Ciò detto l’Agenzia delle Entrate ha sostenuto, argomentandola, la coerenza della presunzione di residenza di cui trattasi con l’indirizzo della Corte di Giustizia.

In particolare, nella circolare in commento, l’Agenzia delle Entrate ha dapprima richiamato l’orientamento assunto dalla Corte di Giustizia in due, specifici contesti22, da cui si sarebbe evinto il principio secondo cui

gli Stati membri sono liberi di determinare il criterio di collegamento di una società con il territorio dello Stato. Inoltre, qualora fosse latente o potenziale il rischio di evasione fiscale, le autorità nazionali competenti non possono limitarsi ad applicare i criteri generali predeterminati, ma devono procedere caso per caso, ad un esame generale dell’operazione, e tale esame deve poter essere oggetto di sindacato giurisdizionale.

21 Il principio di proporzionalità può essere considerato immanente negli ordinamenti giuridici sia di common law che di civil law, tanto da poterlo definire come un” grande principio costituzionale di carattere generale” (cfr in tal senso, Vassalli G., “Diritto penale e giurisprudenza costituzionale “, Napoli, 2006 ).

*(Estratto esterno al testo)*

use clap::{Parser, ValueEnum};
use mixpool_core::domain::{MessageSigner, OutPoint};
use mixpool_core::infrastructure::config::IdentityConfig;
use mixpool_core::infrastructure::crypto::{pubkey_hash, Secp256k1MessageSigner};
use mixpool_core::infrastructure::logging::init_logger;
use mixpool_core::{MixError, Result};
use serde::Serialize;

#[derive(Clone, Copy, Debug, ValueEnum)]
enum OutputFormat {
    Json,
    Toml,
}

#[derive(Parser, Debug)]
#[command(name = "mixpool-keygen")]
#[command(about = "Generate coordinator signing keys for a mixing pool", long_about = None)]
struct Args {
    /// Number of key pairs to generate.
    #[arg(short, long, default_value_t = 1)]
    count: usize,

    /// Collateral outpoint (`txid:index`) to register the first key under.
    #[arg(long)]
    collateral: Option<String>,

    #[arg(short, long, value_enum, default_value_t = OutputFormat::Json)]
    format: OutputFormat,

    #[arg(long, default_value = "warn")]
    log_filters: String,
}

#[derive(Serialize)]
struct KeyOut {
    secret_key_hex: String,
    public_key_hex: String,
    pubkey_hash_hex: String,
}

#[derive(Serialize)]
struct Output {
    keys: Vec<KeyOut>,
    /// Ready to paste as the `[identity]` section of `mixpool.toml`.
    identity: IdentityConfig,
}

fn main() -> Result<()> {
    let args = Args::parse();
    init_logger(None, &args.log_filters)?;
    if args.count == 0 {
        return Err(MixError::ConfigError("--count must be at least 1".to_string()));
    }
    let collateral = args.collateral.as_deref().map(str::parse::<OutPoint>).transpose()?;

    let signers: Vec<Secp256k1MessageSigner> = (0..args.count).map(|_| Secp256k1MessageSigner::generate()).collect();
    let keys = signers
        .iter()
        .map(|signer| {
            let public_key = signer.public_key();
            KeyOut {
                secret_key_hex: signer.secret_hex(),
                public_key_hex: hex::encode(&public_key),
                pubkey_hash_hex: hex::encode(pubkey_hash(&public_key)),
            }
        })
        .collect::<Vec<_>>();
    let identity = IdentityConfig {
        secret_key_hex: keys.first().map(|key| key.secret_key_hex.clone()),
        collateral_outpoint: collateral.map(|outpoint| outpoint.to_string()),
    };
    let output = Output { keys, identity };

    let rendered = match args.format {
        OutputFormat::Json => serde_json::to_string_pretty(&output)?,
        OutputFormat::Toml => toml::to_string_pretty(&output)?,
    };
    println!("{rendered}");
    Ok(())
}
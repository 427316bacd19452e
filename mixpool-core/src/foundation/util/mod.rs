pub mod encoding;
pub mod time;
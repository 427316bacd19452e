use crate::foundation::{Hash32, MixError};

pub fn decode_hex(s: &str) -> Result<Vec<u8>, MixError> {
    hex::decode(s.trim().trim_start_matches("0x")).map_err(|e| e.into())
}

pub fn parse_hex_32bytes(s: &str) -> Result<Hash32, MixError> {
    let bytes = decode_hex(s)?;
    bytes.as_slice().try_into().map_err(|_| MixError::EncodingError(format!("expected 32 bytes, got {}", bytes.len())))
}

Costituisce l’alveo nel quale si dipanano i pubblici poteri, tra i quali anche il diritto tributario, e costituisce- nella pratica normativa- un criterio per valutare se l’intervento statale è arbitrario e “parametrato” all’insieme dei diritti soggettivi. 22 Sentenze emesse nell’ambito della Causa C-81/87 e della Causa C-208/00.

Alla luce di ciò la stessa Amministrazione finanziaria ha affermato che la possibilità di fornire la prova contraria garantisce una valutazione case by case e, quindi, il pieno rispetto del principio di proporzionalità, necessario per mitigare, secondo la Suprema Corte, la portata generale delle disposizioni antielusive.

Per quanto riguarda la compatibilità della norma con le Convenzioni contro le doppie imposizioni, l’ Agenzia delle Entrate ha affermato la piena compatibilità della presunzione di residenza con il regime delle Convenzioni internazionali, richiamando il Commentario al Modello OCSE di Convezione , secondo cui, peraltro, al fine di individuare la sede di direzione effettiva, deve aversi riguardo anche al luogo di svolgimento dell’attività principale ,in linea con un’osservazione formulata in tal senso dall’Italia.

In quest’ambito, è stato sottolineato come le Convenzioni contro le doppie imposizioni non interferiscono con i differenti criteri di collegamento soggettivo che ciascuno Stato seleziona per stabilire la residenza di un soggetto sul proprio territorio, limitandosi a indicare quali elementi e circostanze devono essere, prioritariamente, valutati in ipotesi di doppia residenza.

In definitiva, la “struttura presuntiva” è tale in quanto ammette la prova contraria e, parlando di “struttura”, evidentemente nulla aggiunge ai criteri sostanziali utili ad individuare la sede dell’amministrazione, cui gli accordi internazionali ed il Modello OCSE fanno riferimento.

La norma, quindi, non incide su cosa debba intendersi per place of effective management, che coincide con quanto sancito dal Modello OCSE, bensì mira a “facilitare” l’attività ispettiva attraverso un’innovazione/integrazione procedurale.